In the embodiment of FIG. 3, each of the port communication rules 302-310 includes a graphic indicating six communication ports 1-6. The six communication ports 1-6 correspond to the six communication ports 201-206 of the enhanced modular controller 102 depicted in FIG. 2. Accordingly, communication ports 1-3 depicted in port communication rules 302-310 may correspond to a first set of communication ports, such as communication ports 201-203 of primary switch 212 of FIG. 2. Similarly, communication ports 4-6 depicted in port communication rules 302-310 may correspond to a second set of communication ports, such as communication ports 204-206 of primary switch 212 of FIG. 2. The port communication rules 302-310 allow configuration of the enhanced modular controller 102 and allows integration of the modular controller 102 into the distributed control system 22 without the need for external switches. For example, in an embodiment where three DeltaV communication nodes need to communicate in order to control the modular control system 100, then, by using the port communication rules, an operator could configure the enhanced modular controller 102 to communicate with three DeltaV nodes, by choosing option 308 from the set of port configuration rules.


For example, as depicted in FIG. 3, port communication rule 302 describes that primary communication ports 1 and 2 communicate, and that secondary ports 4 and 5 communicate. The ports communicate where incoming messages at one communication port are allowed to be retransmitted to the other communication port. Communication ports 1 and 2 of port communication rule 302 may correspond to communication ports 201 and 202 of FIG. 2, respectively. In the present embodiment, communication ports 1 and 2 are referred to as primary ports because each of the ports belongs to primary switch 212 of modular controller 102. Communication port 3 is also a primary communication port, and may correspond to communication port 203 of FIG. 2. However, in port communication rule 302, primary communication ports 1 and 2 do not communicate with, or retransmit incoming messages to, communication port 3, such that incoming messages at communication ports 1 and 2 are restricted from being retransmitted to communication port 3. In this way, port communication rule 302 allows incoming messages at communication ports 1 and 2 to be retransmitted to each other, but restricts incoming messages at communication ports 1 and 2 from being retransmitted to communication port 3. Similarly, port communication rule 302 restricts incoming messages at communication port 3 from being retransmitted to communication ports 1 or 2.

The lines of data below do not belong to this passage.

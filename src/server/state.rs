//! Shared application state for the replay server

use crate::provider::BarProvider;
use std::sync::atomic::{AtomicUsize, Ordering};
use std::sync::Arc;
use std::time::Duration;
use tokio::sync::Mutex;

/// Default idle period before a heartbeat is sent on a replay stream
pub const DEFAULT_HEARTBEAT_INTERVAL: Duration = Duration::from_secs(30);

/// Default number of concurrent replay streams
pub const DEFAULT_MAX_SESSIONS: usize = 10;

/// Shared application state
pub struct AppState {
    /// Bar source for REST queries and replay streams.
    /// Wrapped in Mutex because SQLite connections are not thread-safe
    pub provider: Arc<Mutex<Box<dyn BarProvider + Send>>>,
    /// Idle period after which a replay stream sends a heartbeat
    pub heartbeat_interval: Duration,
    /// Maximum number of concurrent replay streams
    pub max_sessions: usize,
    active_sessions: Arc<AtomicUsize>,
}

impl AppState {
    /// Creates a new application state
    pub fn new<P: BarProvider + Send + 'static>(provider: P) -> Self {
        AppState {
            provider: Arc::new(Mutex::new(Box::new(provider))),
            heartbeat_interval: DEFAULT_HEARTBEAT_INTERVAL,
            max_sessions: DEFAULT_MAX_SESSIONS,
            active_sessions: Arc::new(AtomicUsize::new(0)),
        }
    }

    pub fn with_heartbeat_interval(mut self, interval: Duration) -> Self {
        self.heartbeat_interval = interval;
        self
    }

    pub fn with_max_sessions(mut self, max_sessions: usize) -> Self {
        self.max_sessions = max_sessions;
        self
    }

    /// Reserves a replay stream slot, `None` when the limit is reached.
    pub fn try_acquire_session(&self) -> Option<SessionGuard> {
        let acquired = self
            .active_sessions
            .fetch_update(Ordering::SeqCst, Ordering::SeqCst, |active| {
                (active < self.max_sessions).then_some(active + 1)
            })
            .is_ok();

        acquired.then(|| SessionGuard {
            active_sessions: Arc::clone(&self.active_sessions),
        })
    }

    /// Number of open replay streams
    pub fn active_sessions(&self) -> usize {
        self.active_sessions.load(Ordering::SeqCst)
    }
}

/// Releases its replay stream slot on drop
#[derive(Debug)]
pub struct SessionGuard {
    active_sessions: Arc<AtomicUsize>,
}

impl Drop for SessionGuard {
    fn drop(&mut self) {
        self.active_sessions.fetch_sub(1, Ordering::SeqCst);
    }
}
//! Error types for the replay server

use crate::bar::BarError;
use crate::provider::ProviderError;
use axum::{
    http::StatusCode,
    response::{IntoResponse, Response},
    Json,
};
use serde_json::json;

/// API error types
#[derive(Debug, Clone, PartialEq)]
pub enum ApiError {
    /// No data source for the symbol
    SymbolNotFound(String),
    /// Invalid parameter in request
    InvalidParameter(String),
    /// Invalid date range
    InvalidDateRange(String),
    /// Symbol exists but the query produced nothing
    NoData(String),
    /// Too many concurrent replay streams
    SessionLimitReached,
    /// Internal server error
    InternalError(String),
}

impl std::fmt::Display for ApiError {
    fn fmt(&self, f: &mut std::fmt::Formatter<'_>) -> std::fmt::Result {
        match self {
            ApiError::SymbolNotFound(symbol) => write!(f, "Symbol not found: {}", symbol),
            ApiError::InvalidParameter(msg) => write!(f, "Invalid parameter: {}", msg),
            ApiError::InvalidDateRange(msg) => write!(f, "Invalid date range: {}", msg),
            ApiError::NoData(msg) => write!(f, "No data: {}", msg),
            ApiError::SessionLimitReached => write!(f, "Session limit reached"),
            ApiError::InternalError(msg) => write!(f, "Internal error: {}", msg),
        }
    }
}

impl std::error::Error for ApiError {}

impl ApiError {
    pub fn status_code(&self) -> StatusCode {
        match self {
            ApiError::SymbolNotFound(_) | ApiError::NoData(_) => StatusCode::NOT_FOUND,
            ApiError::InvalidParameter(_) | ApiError::InvalidDateRange(_) => {
                StatusCode::BAD_REQUEST
            }
            ApiError::SessionLimitReached => StatusCode::SERVICE_UNAVAILABLE,
            ApiError::InternalError(_) => StatusCode::INTERNAL_SERVER_ERROR,
        }
    }
}

impl IntoResponse for ApiError {
    fn into_response(self) -> Response {
        let (error_type, message) = match &self {
            ApiError::SymbolNotFound(symbol) => (
                "SymbolNotFound",
                format!("Symbol '{}' not found", symbol),
            ),
            ApiError::InvalidParameter(msg) => ("InvalidParameter", msg.clone()),
            ApiError::InvalidDateRange(msg) => ("InvalidDateRange", msg.clone()),
            ApiError::NoData(msg) => ("NoData", msg.clone()),
            ApiError::SessionLimitReached => (
                "SessionLimitReached",
                "Maximum number of concurrent replay streams reached".to_string(),
            ),
            ApiError::InternalError(msg) => {
                tracing::error!("Internal error: {}", msg);
                ("InternalError", msg.clone())
            }
        };

        let body = Json(json!({
            "error": error_type,
            "message": message,
        }));

        (self.status_code(), body).into_response()
    }
}

impl From<ProviderError> for ApiError {
    fn from(err: ProviderError) -> Self {
        match err {
            ProviderError::SymbolNotFound(symbol) => ApiError::SymbolNotFound(symbol),
            ProviderError::InvalidDateRange => ApiError::InvalidDateRange(
                "Start date must be before or equal to end date".to_string(),
            ),
            ProviderError::NoData(symbol) => {
                ApiError::NoData(format!("No data available for '{}'", symbol))
            }
            ProviderError::Other(msg) => ApiError::InternalError(msg),
        }
    }
}

impl From<BarError> for ApiError {
    fn from(err: BarError) -> Self {
        ApiError::InvalidParameter(err.to_string())
    }
}

impl From<chrono::ParseError> for ApiError {
    fn from(err: chrono::ParseError) -> Self {
        ApiError::InvalidDateRange(format!("Date parse error: {}", err))
    }
}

In a similar fashion, communication ports 4 and 5 of port communication rule 302 may correspond to communication ports 204 and 205 of FIG. 2, respectively. In the present embodiment, communication ports 4 and 5 are referred to as secondary ports because each of the ports belongs to secondary switch 214 of modular controller 102. Communication port 6 is also a secondary communication port, and may correspond to communication port 206 of FIG. 2. However, in port communication rule 302, secondary communication ports 4 and 5 do not communicate with, or retransmit incoming messages to, communication port 6, such that incoming messages at communication ports 4 and 5 are restricted from being retransmitted to communication port 6. In this way, port communication rule 302 allows incoming messages at communication ports 4 and 5 to be retransmitted to each other, but restricts incoming messages at communication ports 4 and 5 from being retransmitted to communication port 6. Similarly, port communication rule 302 restricts incoming messages at communication port 6 from being retransmitted to communication ports 4 or 5.

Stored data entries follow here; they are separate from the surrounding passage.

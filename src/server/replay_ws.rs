//! WebSocket replay stream (`GET /ws/{symbol}`).
//!
//! Each socket owns one [`ReplayConnection`]. A `start` command spawns a
//! producer task that paces bars at `1 / speed` seconds and feeds them back
//! to the socket loop through a bounded channel. `pause` closes a watch gate
//! the producer checks before every send; a new `start` aborts the producer.
//! `stop` also drops the bars it had buffered, so `stopped` is the last event
//! of that run. The socket loop also sends a heartbeat whenever the client has
//! been silent for the configured interval.

use axum::{
    extract::{
        ws::{Message, WebSocket, WebSocketUpgrade},
        Path, State,
    },
    response::Response,
};
use async_stream::stream;
use chrono::{NaiveDate, Utc};
use futures::stream::{SplitSink, Stream};
use futures::{SinkExt, StreamExt};
use std::sync::Arc;
use std::time::Duration;
use tokio::sync::{mpsc, watch};
use tokio::task::JoinHandle;
use tokio::time::{sleep, sleep_until, Instant};
use uuid::Uuid;

use super::error::ApiError;
use super::state::{AppState, SessionGuard};
use crate::bar::{Bar, Timeframe};
use crate::protocol::{decode_command, ReplayCommand, ReplayEvent};

/// Capacity of the producer to socket channel
const EVENT_BUFFER: usize = 256;

/// GET /ws/{symbol} - Upgrade to a replay stream
pub async fn ws_handler(
    ws: WebSocketUpgrade,
    State(state): State<Arc<AppState>>,
    Path(symbol): Path<String>,
) -> Result<Response, ApiError> {
    let guard = state.try_acquire_session().ok_or_else(|| {
        tracing::warn!(symbol = %symbol, "Rejecting replay stream: session limit reached");
        ApiError::SessionLimitReached
    })?;

    Ok(ws.on_upgrade(move |socket| handle_socket(socket, state, symbol, guard)))
}

/// Paces `bars` at one per `1 / speed` seconds, holding while `paused` is set.
///
/// Ends early if the pause gate's sender is dropped.
fn paced_bars(
    bars: Vec<Bar>,
    speed: f64,
    mut paused: watch::Receiver<bool>,
) -> impl Stream<Item = Bar> {
    let delay = Duration::from_secs_f64(1.0 / speed);

    stream! {
        for bar in bars {
            let open = paused.wait_for(|paused| !*paused).await.is_ok();
            if !open {
                break;
            }
            yield bar;
            sleep(delay).await;
        }
    }
}

async fn produce(
    symbol: String,
    timeframe: Timeframe,
    bars: Vec<Bar>,
    speed: f64,
    paused: watch::Receiver<bool>,
    events: mpsc::Sender<ReplayEvent>,
) {
    let total = bars.len();
    let stream = paced_bars(bars, speed, paused);
    futures::pin_mut!(stream);

    while let Some(bar) = stream.next().await {
        let event = ReplayEvent::Bar {
            symbol: symbol.clone(),
            timeframe,
            bar,
        };
        if events.send(event).await.is_err() {
            tracing::debug!(symbol = %symbol, "Socket gone, stopping producer");
            return;
        }
    }

    tracing::info!(symbol = %symbol, bars = total, "Replay completed");
    if events.send(ReplayEvent::finished(&symbol)).await.is_err() {
        tracing::debug!(symbol = %symbol, "Socket gone before finished event");
    }
}

/// Replay state of one WebSocket connection
pub struct ReplayConnection {
    id: Uuid,
    symbol: String,
    state: Arc<AppState>,
    paused: watch::Sender<bool>,
    producer: Option<JoinHandle<()>>,
    events: mpsc::Sender<ReplayEvent>,
}

impl ReplayConnection {
    pub fn new(symbol: &str, state: Arc<AppState>, events: mpsc::Sender<ReplayEvent>) -> Self {
        let (paused, _) = watch::channel(false);
        ReplayConnection {
            id: Uuid::new_v4(),
            symbol: symbol.to_uppercase(),
            state,
            paused,
            producer: None,
            events,
        }
    }

    pub fn id(&self) -> Uuid {
        self.id
    }

    pub fn symbol(&self) -> &str {
        &self.symbol
    }

    /// True while a producer is still sending bars.
    pub fn is_streaming(&self) -> bool {
        self.producer
            .as_ref()
            .map_or(false, |producer| !producer.is_finished())
    }

    pub fn is_paused(&self) -> bool {
        *self.paused.borrow()
    }

    /// Decodes and applies one text frame, returning the direct reply.
    pub async fn handle_text(&mut self, raw: &str) -> Option<ReplayEvent> {
        match decode_command(raw) {
            Ok(command) => self.handle_command(command).await,
            Err(err) => {
                tracing::warn!(id = %self.id, "{}", err);
                Some(ReplayEvent::error(format!("Invalid message: {}", err.reason)))
            }
        }
    }

    /// Applies a command. `start` replies only on failure; bars and the
    /// final `finished` arrive through the event channel.
    pub async fn handle_command(&mut self, command: ReplayCommand) -> Option<ReplayEvent> {
        tracing::debug!(id = %self.id, command = command.name(), "Replay command");
        if let Err(err) = command.validate() {
            return Some(ReplayEvent::error(err.to_string()));
        }

        match command {
            ReplayCommand::Start {
                timeframe,
                speed,
                start_date,
            } => self
                .start(timeframe, speed, start_date)
                .await
                .err()
                .map(ReplayEvent::error),
            ReplayCommand::Pause => {
                self.paused.send_replace(true);
                Some(ReplayEvent::paused())
            }
            ReplayCommand::Resume => {
                self.paused.send_replace(false);
                Some(ReplayEvent::resumed())
            }
            ReplayCommand::Stop => {
                self.halt().await;
                Some(ReplayEvent::stopped())
            }
        }
    }

    async fn start(
        &mut self,
        timeframe: Timeframe,
        speed: f64,
        start_date: Option<NaiveDate>,
    ) -> Result<(), String> {
        self.halt().await;

        let bars = {
            let provider = self.state.provider.lock().await;
            provider
                .bars(&self.symbol, timeframe)
                .map_err(|e| e.to_string())?
        };
        let bars: Vec<Bar> = match start_date {
            Some(date) => bars
                .into_iter()
                .filter(|bar| bar.time.date_naive() >= date)
                .collect(),
            None => bars,
        };
        if bars.is_empty() {
            return Err("No data available for replay".to_string());
        }

        tracing::info!(
            id = %self.id,
            symbol = %self.symbol,
            timeframe = %timeframe,
            speed,
            bars = bars.len(),
            "Starting replay"
        );

        self.paused.send_replace(false);
        self.producer = Some(tokio::spawn(produce(
            self.symbol.clone(),
            timeframe,
            bars,
            speed,
            self.paused.subscribe(),
            self.events.clone(),
        )));
        Ok(())
    }

    /// Aborts the running producer and waits until it can send no more.
    pub async fn halt(&mut self) {
        if let Some(producer) = self.producer.take() {
            producer.abort();
            if let Err(err) = producer.await {
                if !err.is_cancelled() {
                    tracing::warn!(id = %self.id, "Producer failed: {}", err);
                }
            }
        }
    }

    /// Aborts the running producer, if any.
    pub fn cancel(&mut self) {
        if let Some(producer) = self.producer.take() {
            producer.abort();
        }
    }
}

impl Drop for ReplayConnection {
    fn drop(&mut self) {
        self.cancel();
    }
}

async fn send_event(
    sink: &mut SplitSink<WebSocket, Message>,
    event: &ReplayEvent,
) -> Result<(), axum::Error> {
    match serde_json::to_string(event) {
        Ok(text) => sink.send(Message::Text(text)).await,
        Err(err) => {
            tracing::error!("Failed to encode event: {}", err);
            Ok(())
        }
    }
}

async fn handle_socket(socket: WebSocket, state: Arc<AppState>, symbol: String, _guard: SessionGuard) {
    let heartbeat = state.heartbeat_interval;
    let (events_tx, mut events_rx) = mpsc::channel(EVENT_BUFFER);
    let mut connection = ReplayConnection::new(&symbol, state, events_tx);
    let (mut sink, mut frames) = socket.split();

    tracing::info!(id = %connection.id(), symbol = %connection.symbol(), "Replay stream opened");

    if send_event(&mut sink, &ReplayEvent::connected(connection.symbol()))
        .await
        .is_err()
    {
        return;
    }

    let mut idle_deadline = Instant::now() + heartbeat;

    loop {
        tokio::select! {
            frame = frames.next() => {
                idle_deadline = Instant::now() + heartbeat;
                let reply = match frame {
                    Some(Ok(Message::Text(text))) => connection.handle_text(&text).await,
                    Some(Ok(Message::Close(_))) | None => break,
                    Some(Ok(_)) => None,
                    Some(Err(err)) => {
                        tracing::debug!(id = %connection.id(), "Socket error: {}", err);
                        break;
                    }
                };
                if let Some(reply) = reply {
                    if let ReplayEvent::Stopped { .. } = reply {
                        // The stopped run ends with this reply
                        let mut discarded = 0;
                        while events_rx.try_recv().is_ok() {
                            discarded += 1;
                        }
                        if discarded > 0 {
                            tracing::debug!(id = %connection.id(), discarded, "Discarded buffered events");
                        }
                    }
                    if send_event(&mut sink, &reply).await.is_err() {
                        break;
                    }
                }
            }

            Some(event) = events_rx.recv() => {
                if send_event(&mut sink, &event).await.is_err() {
                    break;
                }
            }

            _ = sleep_until(idle_deadline) => {
                idle_deadline = Instant::now() + heartbeat;
                let event = ReplayEvent::Heartbeat {
                    timestamp: Utc::now().to_rfc3339(),
                };
                if send_event(&mut sink, &event).await.is_err() {
                    break;
                }
            }
        }
    }

    connection.cancel();
    tracing::info!(id = %connection.id(), symbol = %connection.symbol(), "Replay stream closed");
}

Port communication rule 304 describes that primary ports 2 and 3 communicate, and that secondary ports 5 and 6 communicate. Port communication rule 304 is a reversed mirror image of port communication rule 302, and may be used by an operator, for example, to configure the enhanced modular controller 102 to avoid moving networking cables, e.g., plugged into the communication ports 202-203 (primary ports), and 205-206 (secondary ports), when merging a standalone system into a balance-of-plant system.


Port communication rule 306 describes that primary ports 1 and 2 communicate, and that secondary ports 5 and 6 communicate. As described for FIG. 4, port communication rule 306 may be used to restrict incoming messages from being retransmitted to certain ports, while allowing other incoming messages to be retransmitted. This may be useful to provide an option to prevent certain nodes of the distributed control system 22 utilizing one type of protocol or system (e.g., DeltaV platform systems) from infecting other nodes using different protocols or systems (e.g., Microsoft Windows/Ethernet systems).

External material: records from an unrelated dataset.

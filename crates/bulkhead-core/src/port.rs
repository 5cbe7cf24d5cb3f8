//! The interaction port: where containment meets a user surface.

use async_trait::async_trait;

use bulkhead_boundary::BoundaryId;
use bulkhead_policy::{Action, Fault};

/// Pluggable decision surface consulted for non-tripped violations.
///
/// Implementations range from a real UI dialog to the non-interactive
/// [`StaticInteractionPort`]. The coordinator treats the returned action as
/// a suggestion and adjusts it by boundary severity; it also bounds every
/// call with a deadline, so a slow implementation degrades decisions rather
/// than stalling them.
#[async_trait]
pub trait InteractionPort: Send + Sync {
    /// Suggest an action for a fault.
    async fn show_error_boundary(&self, fault: &Fault) -> Action;

    /// Present fallback UI for a boundary that halted.
    async fn present_fallback_ui(&self, boundary: &BoundaryId);

    /// Dismiss any standing error UI for a boundary.
    async fn dismiss_error_ui(&self, boundary: &BoundaryId);
}

/// Non-interactive port backed by a fixed fault-kind table.
///
/// Used headless and as the degradation target when an interactive port
/// misses its decision deadline.
#[derive(Debug, Clone, Copy, Default)]
pub struct StaticInteractionPort;

impl StaticInteractionPort {
    /// The table suggestion for a fault kind.
    #[must_use]
    pub const fn suggestion(fault: &Fault) -> Action {
        match fault {
            Fault::Validation(_)
            | Fault::Navigation(_)
            | Fault::Persistence(_)
            | Fault::Network(_) => Action::Retry,
            Fault::Context(_) | Fault::Device(_) | Fault::Unknown(_) => Action::Halt,
            Fault::Capability(_) => Action::Fallback,
            Fault::Client(_) => Action::Continue,
        }
    }
}

#[async_trait]
impl InteractionPort for StaticInteractionPort {
    async fn show_error_boundary(&self, fault: &Fault) -> Action {
        Self::suggestion(fault)
    }

    async fn present_fallback_ui(&self, boundary: &BoundaryId) {
        tracing::info!(boundary = %boundary, "fallback ui presented");
    }

    async fn dismiss_error_ui(&self, boundary: &BoundaryId) {
        tracing::debug!(boundary = %boundary, "error ui dismissed");
    }
}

Port communication rule 308 describes that primary ports 1, 2, and 3 communicate, and that secondary ports 4, 5, and 6 communicate. Port communication rule 308 can be used when isolation, or specific retransmission rules, is not needed. Port communication rule 308 provides the most retransmission across ports for each set of communication ports, and, therefore, is the best option for an operator to avoid the use of external switches.


Port communication rule 310 describes that no ports communicate. Port communication rule 310 isolates all nodes connected to the enhanced modular controller 102, and, therefore, offers the most security, but may also require the use of external switches.


In another embodiment, a broadcast port communication rule (not show) may be selected, where all incoming messages are broadcast, or retransmitted to all other communication ports on a given set of communication ports (e.g., for the first set of communication ports, incoming message at communication port 1 are retransmitted to communication ports 2 and 3). In an additional embodiment, an all-port broadcast port communication rule (not show) may be selected, where all incoming messages are broadcast, or retransmitted to all other communication ports (e.g., incoming message at communication port 1 are retransmitted to all remaining communication ports 2-6).


In another embodiment, a single port communication rule (not shown) may be selected, where only communication port 1 (e.g., commination port 201 of FIG. 2) is enabled, and where all other communication ports 2-6 (e.g., communication ports 202-206 of FIG. 2) are disabled. In such embodiments, the incoming messages at communication port 1 may be used for control of the modular control system 100 as described herein.


Port communication rules may be selected to configure the enhanced modular controller 102 to retransmit unicast or broadcast-based messages. For example, in one embodiment the incoming messages may be incoming unicast messages, and the port communication rules may cause the software layer of the enhanced modular controller 102 to selectively allow or restrict transmission of the incoming unicast messages entering at any of the first communication port (e.g., communication port 201), the second communication port (e.g., communication port 202), or the third communication port (e.g., communication port 203) to a particular one of the first communication port, the second communication port, or the third communication port.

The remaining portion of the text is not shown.